__Work order__: Go through the listing beneath this task and return every line that carries the string "Option".

__Provided records__:

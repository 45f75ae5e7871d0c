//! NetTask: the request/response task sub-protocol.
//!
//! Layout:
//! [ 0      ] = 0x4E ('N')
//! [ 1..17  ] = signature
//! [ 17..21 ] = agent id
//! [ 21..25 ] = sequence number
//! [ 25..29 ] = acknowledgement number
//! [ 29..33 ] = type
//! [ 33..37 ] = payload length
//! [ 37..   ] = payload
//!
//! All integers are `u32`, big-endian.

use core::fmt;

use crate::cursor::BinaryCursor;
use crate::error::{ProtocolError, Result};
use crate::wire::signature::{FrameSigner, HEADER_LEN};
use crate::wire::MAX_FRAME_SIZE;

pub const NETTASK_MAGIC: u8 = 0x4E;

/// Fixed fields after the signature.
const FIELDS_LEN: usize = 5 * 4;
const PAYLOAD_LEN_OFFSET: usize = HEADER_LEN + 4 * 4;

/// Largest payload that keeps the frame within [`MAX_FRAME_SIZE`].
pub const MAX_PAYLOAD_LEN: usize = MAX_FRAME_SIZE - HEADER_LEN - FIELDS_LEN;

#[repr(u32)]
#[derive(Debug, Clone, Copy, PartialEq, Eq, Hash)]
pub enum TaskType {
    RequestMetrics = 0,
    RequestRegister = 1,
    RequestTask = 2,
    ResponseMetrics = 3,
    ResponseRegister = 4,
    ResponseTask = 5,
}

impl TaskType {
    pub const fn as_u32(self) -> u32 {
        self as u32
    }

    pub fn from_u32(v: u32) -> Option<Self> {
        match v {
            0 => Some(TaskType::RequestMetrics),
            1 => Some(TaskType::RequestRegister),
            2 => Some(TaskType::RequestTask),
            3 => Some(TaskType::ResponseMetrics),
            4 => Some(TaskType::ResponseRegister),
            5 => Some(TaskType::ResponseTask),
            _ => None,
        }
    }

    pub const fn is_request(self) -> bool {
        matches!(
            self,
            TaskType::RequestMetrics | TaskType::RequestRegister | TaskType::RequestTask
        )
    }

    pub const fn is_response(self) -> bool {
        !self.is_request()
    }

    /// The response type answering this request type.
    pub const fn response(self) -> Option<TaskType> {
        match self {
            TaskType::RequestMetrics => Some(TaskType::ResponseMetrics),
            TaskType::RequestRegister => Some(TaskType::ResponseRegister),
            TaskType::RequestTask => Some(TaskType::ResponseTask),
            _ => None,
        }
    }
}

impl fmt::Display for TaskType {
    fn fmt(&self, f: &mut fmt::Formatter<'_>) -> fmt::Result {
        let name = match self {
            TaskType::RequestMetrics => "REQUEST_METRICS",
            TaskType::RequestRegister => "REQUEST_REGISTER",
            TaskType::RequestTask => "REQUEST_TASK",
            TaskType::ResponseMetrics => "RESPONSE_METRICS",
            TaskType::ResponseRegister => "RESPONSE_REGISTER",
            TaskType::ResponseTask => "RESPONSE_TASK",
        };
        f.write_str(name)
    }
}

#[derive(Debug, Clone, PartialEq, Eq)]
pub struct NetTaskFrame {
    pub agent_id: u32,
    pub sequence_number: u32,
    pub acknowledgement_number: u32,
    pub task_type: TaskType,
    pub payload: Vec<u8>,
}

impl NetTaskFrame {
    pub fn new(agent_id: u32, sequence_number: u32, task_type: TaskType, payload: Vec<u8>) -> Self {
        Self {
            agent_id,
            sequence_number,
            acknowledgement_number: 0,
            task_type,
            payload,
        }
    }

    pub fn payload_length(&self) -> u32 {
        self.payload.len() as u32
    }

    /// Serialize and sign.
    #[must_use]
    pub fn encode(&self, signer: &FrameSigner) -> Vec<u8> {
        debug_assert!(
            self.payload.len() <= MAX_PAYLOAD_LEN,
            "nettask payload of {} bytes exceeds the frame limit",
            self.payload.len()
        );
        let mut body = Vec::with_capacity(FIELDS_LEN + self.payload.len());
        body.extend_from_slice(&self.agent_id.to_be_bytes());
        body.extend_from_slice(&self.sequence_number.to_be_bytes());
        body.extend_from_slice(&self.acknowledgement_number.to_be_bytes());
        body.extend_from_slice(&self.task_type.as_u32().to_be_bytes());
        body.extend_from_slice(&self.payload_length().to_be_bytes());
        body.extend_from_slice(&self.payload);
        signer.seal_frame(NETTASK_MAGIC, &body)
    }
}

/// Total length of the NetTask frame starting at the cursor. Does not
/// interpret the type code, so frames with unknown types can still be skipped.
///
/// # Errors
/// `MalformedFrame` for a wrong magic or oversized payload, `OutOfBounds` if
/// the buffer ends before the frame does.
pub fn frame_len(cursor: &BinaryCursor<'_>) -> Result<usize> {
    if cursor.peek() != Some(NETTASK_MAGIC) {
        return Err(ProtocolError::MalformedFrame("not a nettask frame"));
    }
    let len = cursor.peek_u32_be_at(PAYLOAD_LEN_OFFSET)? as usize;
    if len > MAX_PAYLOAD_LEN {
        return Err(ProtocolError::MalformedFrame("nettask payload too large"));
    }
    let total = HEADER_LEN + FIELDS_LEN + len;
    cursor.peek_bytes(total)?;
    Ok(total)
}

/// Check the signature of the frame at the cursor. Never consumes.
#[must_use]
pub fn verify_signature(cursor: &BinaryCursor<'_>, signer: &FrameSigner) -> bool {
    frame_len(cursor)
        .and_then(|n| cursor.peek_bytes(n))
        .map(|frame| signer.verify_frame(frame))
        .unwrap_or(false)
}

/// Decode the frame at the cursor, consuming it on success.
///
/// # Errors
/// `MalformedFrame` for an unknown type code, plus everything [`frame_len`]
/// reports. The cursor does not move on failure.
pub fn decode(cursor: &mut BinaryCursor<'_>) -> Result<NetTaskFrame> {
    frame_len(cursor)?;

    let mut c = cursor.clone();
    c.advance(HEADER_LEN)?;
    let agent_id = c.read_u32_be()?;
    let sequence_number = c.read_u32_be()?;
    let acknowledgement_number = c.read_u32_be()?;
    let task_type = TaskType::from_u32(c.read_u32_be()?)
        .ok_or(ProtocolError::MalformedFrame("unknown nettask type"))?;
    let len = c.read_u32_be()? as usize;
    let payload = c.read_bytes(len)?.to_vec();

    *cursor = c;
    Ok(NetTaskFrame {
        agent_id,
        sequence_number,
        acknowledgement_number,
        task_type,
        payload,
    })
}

__Task answer__:
    pub fn from_u32(v: u32) -> Option<Self> {
    pub const fn response(self) -> Option<TaskType> {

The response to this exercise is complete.